[[ ENTRIES PROVIDED, beginning ]]

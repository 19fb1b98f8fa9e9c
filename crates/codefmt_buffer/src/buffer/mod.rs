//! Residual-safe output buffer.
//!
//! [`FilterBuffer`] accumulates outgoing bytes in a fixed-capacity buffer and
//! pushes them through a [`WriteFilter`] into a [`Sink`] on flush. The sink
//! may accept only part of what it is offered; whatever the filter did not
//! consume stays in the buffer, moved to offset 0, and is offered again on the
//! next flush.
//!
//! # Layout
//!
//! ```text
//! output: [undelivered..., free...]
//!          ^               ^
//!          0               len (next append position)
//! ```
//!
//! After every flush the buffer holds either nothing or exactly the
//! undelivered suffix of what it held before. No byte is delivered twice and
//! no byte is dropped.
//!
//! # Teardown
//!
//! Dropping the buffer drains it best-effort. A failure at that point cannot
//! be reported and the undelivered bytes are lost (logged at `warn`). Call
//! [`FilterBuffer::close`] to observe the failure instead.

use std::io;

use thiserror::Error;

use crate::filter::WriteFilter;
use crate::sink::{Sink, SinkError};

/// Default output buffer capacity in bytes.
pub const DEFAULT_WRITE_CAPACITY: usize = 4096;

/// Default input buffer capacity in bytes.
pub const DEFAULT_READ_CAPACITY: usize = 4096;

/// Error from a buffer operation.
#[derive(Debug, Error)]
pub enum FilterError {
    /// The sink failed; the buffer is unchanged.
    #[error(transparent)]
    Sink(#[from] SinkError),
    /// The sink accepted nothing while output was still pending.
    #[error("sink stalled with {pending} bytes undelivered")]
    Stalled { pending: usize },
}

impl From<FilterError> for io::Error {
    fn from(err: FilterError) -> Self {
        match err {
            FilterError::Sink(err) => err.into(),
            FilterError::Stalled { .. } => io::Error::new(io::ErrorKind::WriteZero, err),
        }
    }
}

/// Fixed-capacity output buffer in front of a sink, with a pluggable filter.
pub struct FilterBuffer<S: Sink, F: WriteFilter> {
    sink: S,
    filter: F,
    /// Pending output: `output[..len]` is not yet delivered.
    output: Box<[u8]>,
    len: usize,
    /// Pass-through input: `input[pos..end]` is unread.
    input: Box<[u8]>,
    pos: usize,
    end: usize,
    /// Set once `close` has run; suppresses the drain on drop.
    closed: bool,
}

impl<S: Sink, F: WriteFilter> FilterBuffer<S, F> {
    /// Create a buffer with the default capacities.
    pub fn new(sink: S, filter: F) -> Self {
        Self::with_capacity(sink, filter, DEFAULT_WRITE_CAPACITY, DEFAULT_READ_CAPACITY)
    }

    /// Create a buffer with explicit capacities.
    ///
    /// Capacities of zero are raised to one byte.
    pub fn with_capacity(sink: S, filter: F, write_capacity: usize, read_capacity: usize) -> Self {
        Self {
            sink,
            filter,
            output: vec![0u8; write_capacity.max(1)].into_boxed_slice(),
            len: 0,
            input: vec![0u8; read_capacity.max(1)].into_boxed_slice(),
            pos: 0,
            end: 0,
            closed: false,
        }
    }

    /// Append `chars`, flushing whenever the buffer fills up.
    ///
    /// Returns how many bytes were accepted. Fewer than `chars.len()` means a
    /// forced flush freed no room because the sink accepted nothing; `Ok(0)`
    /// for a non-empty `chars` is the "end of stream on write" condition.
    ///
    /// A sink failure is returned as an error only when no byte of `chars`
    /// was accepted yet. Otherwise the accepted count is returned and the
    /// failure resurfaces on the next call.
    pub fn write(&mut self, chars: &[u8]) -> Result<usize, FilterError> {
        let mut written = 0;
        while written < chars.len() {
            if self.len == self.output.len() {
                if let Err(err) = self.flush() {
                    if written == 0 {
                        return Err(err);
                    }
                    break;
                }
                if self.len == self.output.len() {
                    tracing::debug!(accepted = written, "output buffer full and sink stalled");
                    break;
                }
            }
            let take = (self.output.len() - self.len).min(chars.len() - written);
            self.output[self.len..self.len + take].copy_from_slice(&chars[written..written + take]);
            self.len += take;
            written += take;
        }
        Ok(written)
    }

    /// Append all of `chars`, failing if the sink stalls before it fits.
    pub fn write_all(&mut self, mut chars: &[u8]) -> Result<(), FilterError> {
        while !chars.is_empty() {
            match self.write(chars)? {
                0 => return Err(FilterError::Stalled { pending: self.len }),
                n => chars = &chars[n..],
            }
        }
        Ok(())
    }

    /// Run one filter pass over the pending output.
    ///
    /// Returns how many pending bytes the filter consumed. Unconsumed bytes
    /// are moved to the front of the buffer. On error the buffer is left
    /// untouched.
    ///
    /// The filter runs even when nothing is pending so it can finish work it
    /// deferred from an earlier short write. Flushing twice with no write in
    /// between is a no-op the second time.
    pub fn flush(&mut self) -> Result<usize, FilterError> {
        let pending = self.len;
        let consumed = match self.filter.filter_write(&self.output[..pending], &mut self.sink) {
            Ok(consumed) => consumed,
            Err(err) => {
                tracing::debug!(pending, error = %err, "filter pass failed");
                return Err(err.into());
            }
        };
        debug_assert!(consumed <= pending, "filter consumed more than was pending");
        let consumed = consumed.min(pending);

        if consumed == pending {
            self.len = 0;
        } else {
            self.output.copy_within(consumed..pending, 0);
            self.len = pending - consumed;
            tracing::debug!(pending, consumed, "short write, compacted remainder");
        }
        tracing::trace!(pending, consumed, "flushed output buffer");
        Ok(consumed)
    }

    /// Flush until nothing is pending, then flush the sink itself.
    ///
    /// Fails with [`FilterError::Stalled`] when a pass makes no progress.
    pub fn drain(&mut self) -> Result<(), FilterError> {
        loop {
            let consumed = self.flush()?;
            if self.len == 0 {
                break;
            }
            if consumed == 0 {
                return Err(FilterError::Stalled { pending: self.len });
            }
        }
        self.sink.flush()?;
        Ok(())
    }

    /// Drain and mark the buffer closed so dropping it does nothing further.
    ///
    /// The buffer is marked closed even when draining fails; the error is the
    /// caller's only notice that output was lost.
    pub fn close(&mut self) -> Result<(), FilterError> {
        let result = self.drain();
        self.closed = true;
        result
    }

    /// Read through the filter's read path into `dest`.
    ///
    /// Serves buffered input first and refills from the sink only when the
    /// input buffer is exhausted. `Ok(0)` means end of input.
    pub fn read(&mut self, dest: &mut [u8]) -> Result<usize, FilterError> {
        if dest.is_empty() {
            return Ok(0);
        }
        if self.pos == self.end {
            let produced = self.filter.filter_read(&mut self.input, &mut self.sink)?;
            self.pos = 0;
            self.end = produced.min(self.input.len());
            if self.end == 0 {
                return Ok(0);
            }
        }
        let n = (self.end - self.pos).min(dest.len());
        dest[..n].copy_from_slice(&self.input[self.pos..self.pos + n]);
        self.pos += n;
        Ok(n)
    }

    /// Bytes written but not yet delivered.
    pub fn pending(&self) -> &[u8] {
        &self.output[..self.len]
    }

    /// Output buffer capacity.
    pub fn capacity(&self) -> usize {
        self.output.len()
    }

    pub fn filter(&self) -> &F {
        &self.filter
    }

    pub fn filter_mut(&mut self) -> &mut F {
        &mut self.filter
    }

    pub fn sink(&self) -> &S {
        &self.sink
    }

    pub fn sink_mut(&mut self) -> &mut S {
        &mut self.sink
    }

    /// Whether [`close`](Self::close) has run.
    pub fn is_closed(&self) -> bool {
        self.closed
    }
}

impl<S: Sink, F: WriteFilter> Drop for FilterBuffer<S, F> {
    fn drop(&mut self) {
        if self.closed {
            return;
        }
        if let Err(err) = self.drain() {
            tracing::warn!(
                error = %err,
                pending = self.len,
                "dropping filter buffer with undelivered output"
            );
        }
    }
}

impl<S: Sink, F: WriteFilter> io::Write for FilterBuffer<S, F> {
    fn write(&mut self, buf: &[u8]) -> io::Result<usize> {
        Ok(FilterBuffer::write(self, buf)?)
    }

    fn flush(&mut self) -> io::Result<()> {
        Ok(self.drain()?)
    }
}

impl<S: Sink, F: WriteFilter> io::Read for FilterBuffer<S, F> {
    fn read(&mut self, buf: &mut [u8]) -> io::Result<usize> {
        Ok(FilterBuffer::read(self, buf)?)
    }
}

[[ ENTRIES PROVIDED, end ]]

Write out, without alteration, the line that contains "fn read(&mut self, buf: &mut" and all subsequent lines down to the end of the data above.

**EXERCISE RESULT**
    fn read(&mut self, buf: &mut [u8]) -> io::Result<usize> {
        Ok(FilterBuffer::read(self, buf)?)
    }
}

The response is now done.